**YOUR OBJECTIVE:** Search the data below for the string "TryFrom". Extract every line that contains it.

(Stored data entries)
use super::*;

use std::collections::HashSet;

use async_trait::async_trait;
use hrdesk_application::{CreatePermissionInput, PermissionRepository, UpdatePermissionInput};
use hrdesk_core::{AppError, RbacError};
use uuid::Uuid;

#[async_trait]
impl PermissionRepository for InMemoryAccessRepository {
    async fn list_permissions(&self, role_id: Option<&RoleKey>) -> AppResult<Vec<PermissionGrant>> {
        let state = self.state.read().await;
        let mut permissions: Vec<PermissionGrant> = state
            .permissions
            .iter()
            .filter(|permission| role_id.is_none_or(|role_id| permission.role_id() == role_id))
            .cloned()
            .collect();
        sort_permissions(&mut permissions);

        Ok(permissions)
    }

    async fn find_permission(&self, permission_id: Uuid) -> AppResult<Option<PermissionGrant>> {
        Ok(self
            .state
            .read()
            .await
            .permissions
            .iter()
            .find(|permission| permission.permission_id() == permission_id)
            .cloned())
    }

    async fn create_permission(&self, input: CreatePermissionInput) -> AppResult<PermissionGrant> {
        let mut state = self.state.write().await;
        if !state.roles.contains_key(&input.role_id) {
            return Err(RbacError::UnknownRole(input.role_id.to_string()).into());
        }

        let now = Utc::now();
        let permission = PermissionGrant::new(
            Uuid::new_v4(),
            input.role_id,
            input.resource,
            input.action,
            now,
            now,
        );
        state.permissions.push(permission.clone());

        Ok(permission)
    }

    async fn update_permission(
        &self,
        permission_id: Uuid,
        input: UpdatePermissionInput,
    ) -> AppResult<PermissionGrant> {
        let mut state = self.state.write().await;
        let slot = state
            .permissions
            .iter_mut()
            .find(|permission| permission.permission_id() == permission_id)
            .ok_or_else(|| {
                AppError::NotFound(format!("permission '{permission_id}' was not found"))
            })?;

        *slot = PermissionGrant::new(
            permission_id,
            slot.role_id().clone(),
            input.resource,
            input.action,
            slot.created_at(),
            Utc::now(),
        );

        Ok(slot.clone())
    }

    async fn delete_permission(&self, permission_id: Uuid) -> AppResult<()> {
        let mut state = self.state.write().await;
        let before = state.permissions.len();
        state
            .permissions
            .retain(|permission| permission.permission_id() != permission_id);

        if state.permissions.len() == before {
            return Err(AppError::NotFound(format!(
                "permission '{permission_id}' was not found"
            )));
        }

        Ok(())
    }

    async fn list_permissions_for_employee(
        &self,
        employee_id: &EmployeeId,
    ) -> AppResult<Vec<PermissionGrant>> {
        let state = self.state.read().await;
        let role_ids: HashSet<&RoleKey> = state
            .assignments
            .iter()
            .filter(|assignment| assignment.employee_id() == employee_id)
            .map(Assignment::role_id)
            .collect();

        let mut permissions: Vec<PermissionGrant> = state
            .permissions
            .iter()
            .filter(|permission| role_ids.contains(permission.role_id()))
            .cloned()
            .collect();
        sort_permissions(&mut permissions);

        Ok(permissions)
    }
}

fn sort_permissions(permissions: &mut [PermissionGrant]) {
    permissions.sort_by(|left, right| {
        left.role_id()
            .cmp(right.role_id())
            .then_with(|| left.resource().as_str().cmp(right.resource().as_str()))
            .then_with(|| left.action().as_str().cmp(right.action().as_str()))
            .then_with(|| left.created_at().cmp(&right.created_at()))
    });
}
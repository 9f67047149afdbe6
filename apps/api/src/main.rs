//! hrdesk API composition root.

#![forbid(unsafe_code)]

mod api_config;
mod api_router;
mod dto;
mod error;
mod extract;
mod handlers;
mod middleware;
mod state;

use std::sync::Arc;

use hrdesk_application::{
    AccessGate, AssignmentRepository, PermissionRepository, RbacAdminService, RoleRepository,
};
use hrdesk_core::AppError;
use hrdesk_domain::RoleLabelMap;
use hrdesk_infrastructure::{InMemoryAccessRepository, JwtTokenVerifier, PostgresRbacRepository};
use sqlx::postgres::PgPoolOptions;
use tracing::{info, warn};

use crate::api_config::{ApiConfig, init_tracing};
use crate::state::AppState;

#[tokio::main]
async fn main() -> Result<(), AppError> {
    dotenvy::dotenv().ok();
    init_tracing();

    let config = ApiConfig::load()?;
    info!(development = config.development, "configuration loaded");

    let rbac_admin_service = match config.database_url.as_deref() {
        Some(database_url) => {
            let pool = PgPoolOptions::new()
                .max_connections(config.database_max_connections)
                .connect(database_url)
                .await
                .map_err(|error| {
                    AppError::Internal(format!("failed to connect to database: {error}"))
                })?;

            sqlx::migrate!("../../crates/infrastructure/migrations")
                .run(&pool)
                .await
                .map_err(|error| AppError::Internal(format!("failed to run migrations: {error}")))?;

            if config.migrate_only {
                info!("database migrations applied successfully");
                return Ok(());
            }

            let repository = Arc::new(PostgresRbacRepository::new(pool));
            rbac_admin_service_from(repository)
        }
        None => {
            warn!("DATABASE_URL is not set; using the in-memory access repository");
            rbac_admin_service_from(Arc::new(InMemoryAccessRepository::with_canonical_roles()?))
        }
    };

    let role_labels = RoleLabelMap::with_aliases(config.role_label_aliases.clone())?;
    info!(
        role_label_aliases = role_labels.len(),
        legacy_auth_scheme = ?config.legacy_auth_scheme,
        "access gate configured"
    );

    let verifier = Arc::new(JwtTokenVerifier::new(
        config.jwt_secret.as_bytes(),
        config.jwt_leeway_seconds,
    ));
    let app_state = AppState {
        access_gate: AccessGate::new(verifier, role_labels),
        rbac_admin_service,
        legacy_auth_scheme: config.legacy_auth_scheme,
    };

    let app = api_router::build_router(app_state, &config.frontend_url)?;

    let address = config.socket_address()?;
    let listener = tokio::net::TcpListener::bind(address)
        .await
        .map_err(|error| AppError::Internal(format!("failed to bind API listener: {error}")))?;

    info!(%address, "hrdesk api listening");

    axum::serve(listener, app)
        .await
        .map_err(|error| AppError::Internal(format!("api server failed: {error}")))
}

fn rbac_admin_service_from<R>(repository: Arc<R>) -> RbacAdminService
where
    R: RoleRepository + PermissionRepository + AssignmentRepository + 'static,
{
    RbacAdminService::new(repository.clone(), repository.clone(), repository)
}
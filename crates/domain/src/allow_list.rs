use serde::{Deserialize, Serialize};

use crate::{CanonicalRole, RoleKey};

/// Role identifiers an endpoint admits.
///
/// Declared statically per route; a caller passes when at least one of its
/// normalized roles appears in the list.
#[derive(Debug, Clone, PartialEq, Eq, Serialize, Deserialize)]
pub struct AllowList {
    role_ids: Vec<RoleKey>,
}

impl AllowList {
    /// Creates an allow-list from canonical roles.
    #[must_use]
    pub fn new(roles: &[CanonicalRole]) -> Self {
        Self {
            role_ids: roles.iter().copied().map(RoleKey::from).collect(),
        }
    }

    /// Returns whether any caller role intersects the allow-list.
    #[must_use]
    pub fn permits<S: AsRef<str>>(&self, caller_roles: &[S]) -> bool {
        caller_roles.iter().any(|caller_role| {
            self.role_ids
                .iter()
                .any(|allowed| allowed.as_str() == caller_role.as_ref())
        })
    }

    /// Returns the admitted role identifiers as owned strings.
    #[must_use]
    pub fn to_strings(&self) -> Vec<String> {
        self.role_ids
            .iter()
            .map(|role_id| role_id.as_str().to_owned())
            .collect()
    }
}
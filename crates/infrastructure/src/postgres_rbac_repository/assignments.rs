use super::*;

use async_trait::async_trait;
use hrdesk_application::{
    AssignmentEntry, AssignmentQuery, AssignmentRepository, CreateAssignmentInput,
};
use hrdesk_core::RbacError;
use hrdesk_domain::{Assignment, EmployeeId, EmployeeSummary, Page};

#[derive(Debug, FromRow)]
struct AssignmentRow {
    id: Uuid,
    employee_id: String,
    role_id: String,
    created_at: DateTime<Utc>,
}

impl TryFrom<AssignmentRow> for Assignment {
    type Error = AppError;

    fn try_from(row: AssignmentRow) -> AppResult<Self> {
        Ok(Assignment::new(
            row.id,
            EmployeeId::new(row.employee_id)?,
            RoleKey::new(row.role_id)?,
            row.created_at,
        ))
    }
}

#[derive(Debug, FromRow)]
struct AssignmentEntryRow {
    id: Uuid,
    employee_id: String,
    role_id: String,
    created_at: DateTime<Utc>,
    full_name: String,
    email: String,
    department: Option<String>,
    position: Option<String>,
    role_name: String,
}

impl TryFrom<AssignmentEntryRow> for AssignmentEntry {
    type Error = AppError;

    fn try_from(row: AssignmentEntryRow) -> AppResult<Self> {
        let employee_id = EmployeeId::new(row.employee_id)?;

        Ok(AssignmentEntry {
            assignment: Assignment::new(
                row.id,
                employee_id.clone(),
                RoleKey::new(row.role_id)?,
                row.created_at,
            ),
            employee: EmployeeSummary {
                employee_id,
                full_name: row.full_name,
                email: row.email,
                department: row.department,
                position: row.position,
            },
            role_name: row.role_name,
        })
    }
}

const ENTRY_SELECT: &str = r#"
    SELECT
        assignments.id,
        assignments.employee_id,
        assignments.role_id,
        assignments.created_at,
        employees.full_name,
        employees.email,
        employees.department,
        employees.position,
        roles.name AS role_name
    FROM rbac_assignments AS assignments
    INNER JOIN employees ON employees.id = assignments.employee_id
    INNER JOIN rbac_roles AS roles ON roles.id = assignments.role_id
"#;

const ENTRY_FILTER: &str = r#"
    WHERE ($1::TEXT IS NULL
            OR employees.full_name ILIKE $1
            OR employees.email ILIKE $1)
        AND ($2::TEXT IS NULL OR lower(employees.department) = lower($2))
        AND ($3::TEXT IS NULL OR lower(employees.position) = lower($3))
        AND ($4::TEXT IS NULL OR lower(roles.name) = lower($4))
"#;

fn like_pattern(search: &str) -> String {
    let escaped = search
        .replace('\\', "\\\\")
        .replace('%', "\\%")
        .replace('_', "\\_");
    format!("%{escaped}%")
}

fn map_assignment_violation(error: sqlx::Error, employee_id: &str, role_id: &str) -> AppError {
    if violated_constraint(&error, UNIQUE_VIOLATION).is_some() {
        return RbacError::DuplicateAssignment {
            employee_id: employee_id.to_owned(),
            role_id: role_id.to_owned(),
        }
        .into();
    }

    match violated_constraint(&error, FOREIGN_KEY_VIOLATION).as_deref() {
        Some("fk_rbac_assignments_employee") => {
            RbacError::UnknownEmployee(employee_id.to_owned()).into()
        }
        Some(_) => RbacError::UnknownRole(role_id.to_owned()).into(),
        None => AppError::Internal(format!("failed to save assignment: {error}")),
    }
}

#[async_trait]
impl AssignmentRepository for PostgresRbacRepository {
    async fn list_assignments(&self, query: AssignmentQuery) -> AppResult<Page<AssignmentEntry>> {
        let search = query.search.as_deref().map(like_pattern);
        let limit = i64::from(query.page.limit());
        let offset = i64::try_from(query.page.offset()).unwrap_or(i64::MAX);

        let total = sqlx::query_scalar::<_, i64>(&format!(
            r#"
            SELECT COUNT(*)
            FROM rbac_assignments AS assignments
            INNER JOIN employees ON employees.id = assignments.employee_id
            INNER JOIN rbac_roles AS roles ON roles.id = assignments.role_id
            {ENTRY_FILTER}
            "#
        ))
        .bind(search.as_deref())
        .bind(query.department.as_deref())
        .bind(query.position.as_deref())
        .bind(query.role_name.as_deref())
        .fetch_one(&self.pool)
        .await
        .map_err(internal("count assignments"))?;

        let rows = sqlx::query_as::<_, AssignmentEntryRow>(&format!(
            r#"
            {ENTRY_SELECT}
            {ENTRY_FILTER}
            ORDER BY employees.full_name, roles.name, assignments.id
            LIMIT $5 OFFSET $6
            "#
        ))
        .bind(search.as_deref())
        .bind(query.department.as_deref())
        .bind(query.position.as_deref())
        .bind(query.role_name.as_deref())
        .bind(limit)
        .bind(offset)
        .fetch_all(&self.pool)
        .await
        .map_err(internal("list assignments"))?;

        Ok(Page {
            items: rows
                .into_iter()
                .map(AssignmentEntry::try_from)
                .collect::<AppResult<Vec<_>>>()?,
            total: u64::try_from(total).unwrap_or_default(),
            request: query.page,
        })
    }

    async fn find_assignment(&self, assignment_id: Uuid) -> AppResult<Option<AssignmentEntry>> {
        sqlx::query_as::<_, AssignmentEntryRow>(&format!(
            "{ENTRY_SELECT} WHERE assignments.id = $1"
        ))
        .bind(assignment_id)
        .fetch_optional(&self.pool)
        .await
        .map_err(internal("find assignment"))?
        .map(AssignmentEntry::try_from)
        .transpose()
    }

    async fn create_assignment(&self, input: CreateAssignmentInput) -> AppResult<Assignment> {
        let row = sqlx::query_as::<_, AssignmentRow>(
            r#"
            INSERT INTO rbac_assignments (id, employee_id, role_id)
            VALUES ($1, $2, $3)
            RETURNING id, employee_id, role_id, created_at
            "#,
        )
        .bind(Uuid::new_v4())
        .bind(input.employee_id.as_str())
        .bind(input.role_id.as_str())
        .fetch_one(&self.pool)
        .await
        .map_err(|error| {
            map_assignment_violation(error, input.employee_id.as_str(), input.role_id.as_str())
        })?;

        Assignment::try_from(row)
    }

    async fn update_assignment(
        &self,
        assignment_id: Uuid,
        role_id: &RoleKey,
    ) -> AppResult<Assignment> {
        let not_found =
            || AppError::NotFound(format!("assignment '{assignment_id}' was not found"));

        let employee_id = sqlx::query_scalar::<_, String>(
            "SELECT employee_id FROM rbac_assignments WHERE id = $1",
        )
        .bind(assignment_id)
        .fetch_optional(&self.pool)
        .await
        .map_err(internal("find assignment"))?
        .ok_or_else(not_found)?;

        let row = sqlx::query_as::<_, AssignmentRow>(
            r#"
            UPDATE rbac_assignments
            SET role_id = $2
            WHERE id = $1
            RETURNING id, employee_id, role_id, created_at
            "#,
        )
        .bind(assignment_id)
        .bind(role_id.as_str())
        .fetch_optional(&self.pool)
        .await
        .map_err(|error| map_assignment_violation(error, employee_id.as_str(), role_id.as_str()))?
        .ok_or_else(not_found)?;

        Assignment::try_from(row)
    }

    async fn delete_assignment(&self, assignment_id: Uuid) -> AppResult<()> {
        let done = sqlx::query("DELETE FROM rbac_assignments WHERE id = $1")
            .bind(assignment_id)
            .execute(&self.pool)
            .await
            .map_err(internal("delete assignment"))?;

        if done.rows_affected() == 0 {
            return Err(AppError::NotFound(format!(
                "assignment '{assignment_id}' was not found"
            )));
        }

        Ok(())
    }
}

---

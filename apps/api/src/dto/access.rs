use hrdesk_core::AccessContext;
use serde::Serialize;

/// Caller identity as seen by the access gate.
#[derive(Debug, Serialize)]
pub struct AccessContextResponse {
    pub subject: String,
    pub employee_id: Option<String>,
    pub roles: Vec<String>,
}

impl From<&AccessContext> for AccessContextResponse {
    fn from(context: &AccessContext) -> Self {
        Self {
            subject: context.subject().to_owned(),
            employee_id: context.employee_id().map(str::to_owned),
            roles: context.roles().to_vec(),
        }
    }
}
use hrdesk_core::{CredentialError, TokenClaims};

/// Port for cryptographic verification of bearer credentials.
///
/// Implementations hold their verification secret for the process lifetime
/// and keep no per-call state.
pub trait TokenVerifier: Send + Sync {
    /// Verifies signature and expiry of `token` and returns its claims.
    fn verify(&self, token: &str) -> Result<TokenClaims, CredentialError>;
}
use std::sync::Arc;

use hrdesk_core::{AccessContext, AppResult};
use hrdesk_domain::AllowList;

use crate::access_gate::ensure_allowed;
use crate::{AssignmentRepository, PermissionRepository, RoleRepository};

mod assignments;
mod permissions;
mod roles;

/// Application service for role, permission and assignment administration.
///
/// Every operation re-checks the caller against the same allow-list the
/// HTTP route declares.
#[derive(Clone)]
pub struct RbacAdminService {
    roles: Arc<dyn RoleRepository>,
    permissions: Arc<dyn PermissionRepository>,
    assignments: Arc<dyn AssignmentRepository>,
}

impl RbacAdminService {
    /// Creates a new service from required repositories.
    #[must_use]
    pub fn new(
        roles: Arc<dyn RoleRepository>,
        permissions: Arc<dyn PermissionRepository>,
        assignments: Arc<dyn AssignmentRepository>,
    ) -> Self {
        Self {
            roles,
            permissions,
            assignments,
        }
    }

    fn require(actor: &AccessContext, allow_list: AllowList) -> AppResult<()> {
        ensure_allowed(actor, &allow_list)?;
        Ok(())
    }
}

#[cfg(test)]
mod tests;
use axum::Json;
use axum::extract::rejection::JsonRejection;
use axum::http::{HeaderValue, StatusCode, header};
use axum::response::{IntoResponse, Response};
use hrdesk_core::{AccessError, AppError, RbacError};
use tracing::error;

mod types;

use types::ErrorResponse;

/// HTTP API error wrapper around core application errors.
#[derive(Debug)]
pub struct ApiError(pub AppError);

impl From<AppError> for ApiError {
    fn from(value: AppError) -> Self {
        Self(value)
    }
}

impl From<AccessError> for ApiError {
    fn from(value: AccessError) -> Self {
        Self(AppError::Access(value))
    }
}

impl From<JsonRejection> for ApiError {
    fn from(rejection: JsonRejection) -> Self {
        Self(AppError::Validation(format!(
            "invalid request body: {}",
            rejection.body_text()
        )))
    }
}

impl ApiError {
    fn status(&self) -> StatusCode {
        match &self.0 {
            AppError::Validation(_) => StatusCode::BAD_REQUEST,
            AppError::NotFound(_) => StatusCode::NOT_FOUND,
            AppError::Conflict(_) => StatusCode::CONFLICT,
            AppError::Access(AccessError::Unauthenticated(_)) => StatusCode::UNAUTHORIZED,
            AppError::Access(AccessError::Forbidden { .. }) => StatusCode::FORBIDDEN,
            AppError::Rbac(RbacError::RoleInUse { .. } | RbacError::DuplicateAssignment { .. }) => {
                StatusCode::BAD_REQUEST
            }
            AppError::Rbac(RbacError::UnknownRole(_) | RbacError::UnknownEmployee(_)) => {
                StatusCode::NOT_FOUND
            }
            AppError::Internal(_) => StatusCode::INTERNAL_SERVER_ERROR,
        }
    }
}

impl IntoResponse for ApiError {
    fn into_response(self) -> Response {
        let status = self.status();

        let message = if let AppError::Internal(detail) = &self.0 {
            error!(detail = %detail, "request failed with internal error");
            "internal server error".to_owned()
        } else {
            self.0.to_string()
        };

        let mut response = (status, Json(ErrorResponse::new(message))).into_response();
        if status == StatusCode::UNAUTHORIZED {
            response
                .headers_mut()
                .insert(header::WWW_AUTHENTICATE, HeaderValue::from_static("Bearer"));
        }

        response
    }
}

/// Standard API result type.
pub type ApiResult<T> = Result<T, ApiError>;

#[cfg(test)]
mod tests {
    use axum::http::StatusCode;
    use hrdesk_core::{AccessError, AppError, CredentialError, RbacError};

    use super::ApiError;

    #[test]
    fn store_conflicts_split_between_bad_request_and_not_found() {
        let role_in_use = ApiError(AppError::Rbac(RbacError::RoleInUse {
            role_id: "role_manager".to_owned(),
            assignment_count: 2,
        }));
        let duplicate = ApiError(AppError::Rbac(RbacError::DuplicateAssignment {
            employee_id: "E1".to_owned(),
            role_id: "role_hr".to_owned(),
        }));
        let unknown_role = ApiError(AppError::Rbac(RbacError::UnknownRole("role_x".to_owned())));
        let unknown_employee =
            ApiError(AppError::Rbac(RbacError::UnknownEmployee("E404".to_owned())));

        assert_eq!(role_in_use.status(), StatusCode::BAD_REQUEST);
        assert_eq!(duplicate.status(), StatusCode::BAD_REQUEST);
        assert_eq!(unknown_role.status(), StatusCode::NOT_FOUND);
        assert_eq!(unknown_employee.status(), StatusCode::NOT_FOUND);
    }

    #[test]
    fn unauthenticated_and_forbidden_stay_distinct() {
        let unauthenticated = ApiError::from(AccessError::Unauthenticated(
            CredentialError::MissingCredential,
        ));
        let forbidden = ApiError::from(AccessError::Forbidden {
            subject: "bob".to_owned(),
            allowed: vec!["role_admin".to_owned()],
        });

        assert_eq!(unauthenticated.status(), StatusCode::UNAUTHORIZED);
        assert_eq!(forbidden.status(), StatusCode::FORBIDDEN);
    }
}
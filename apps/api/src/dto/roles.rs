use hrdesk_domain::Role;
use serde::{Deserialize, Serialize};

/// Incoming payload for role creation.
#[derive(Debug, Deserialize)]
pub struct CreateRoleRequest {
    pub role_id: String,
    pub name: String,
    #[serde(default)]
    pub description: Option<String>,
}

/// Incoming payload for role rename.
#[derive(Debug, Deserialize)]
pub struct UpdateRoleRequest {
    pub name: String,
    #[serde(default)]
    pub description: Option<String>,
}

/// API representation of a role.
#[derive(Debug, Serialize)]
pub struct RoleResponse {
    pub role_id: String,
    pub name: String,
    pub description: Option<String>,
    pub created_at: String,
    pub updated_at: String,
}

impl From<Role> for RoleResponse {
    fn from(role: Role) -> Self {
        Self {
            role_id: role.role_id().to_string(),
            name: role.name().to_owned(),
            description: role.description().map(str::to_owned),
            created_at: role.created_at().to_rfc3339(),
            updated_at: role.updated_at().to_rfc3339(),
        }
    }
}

**OUTPUT OF THE EXERCISE:**
impl TryFrom<AssignmentRow> for Assignment {
impl TryFrom<AssignmentEntryRow> for AssignmentEntry {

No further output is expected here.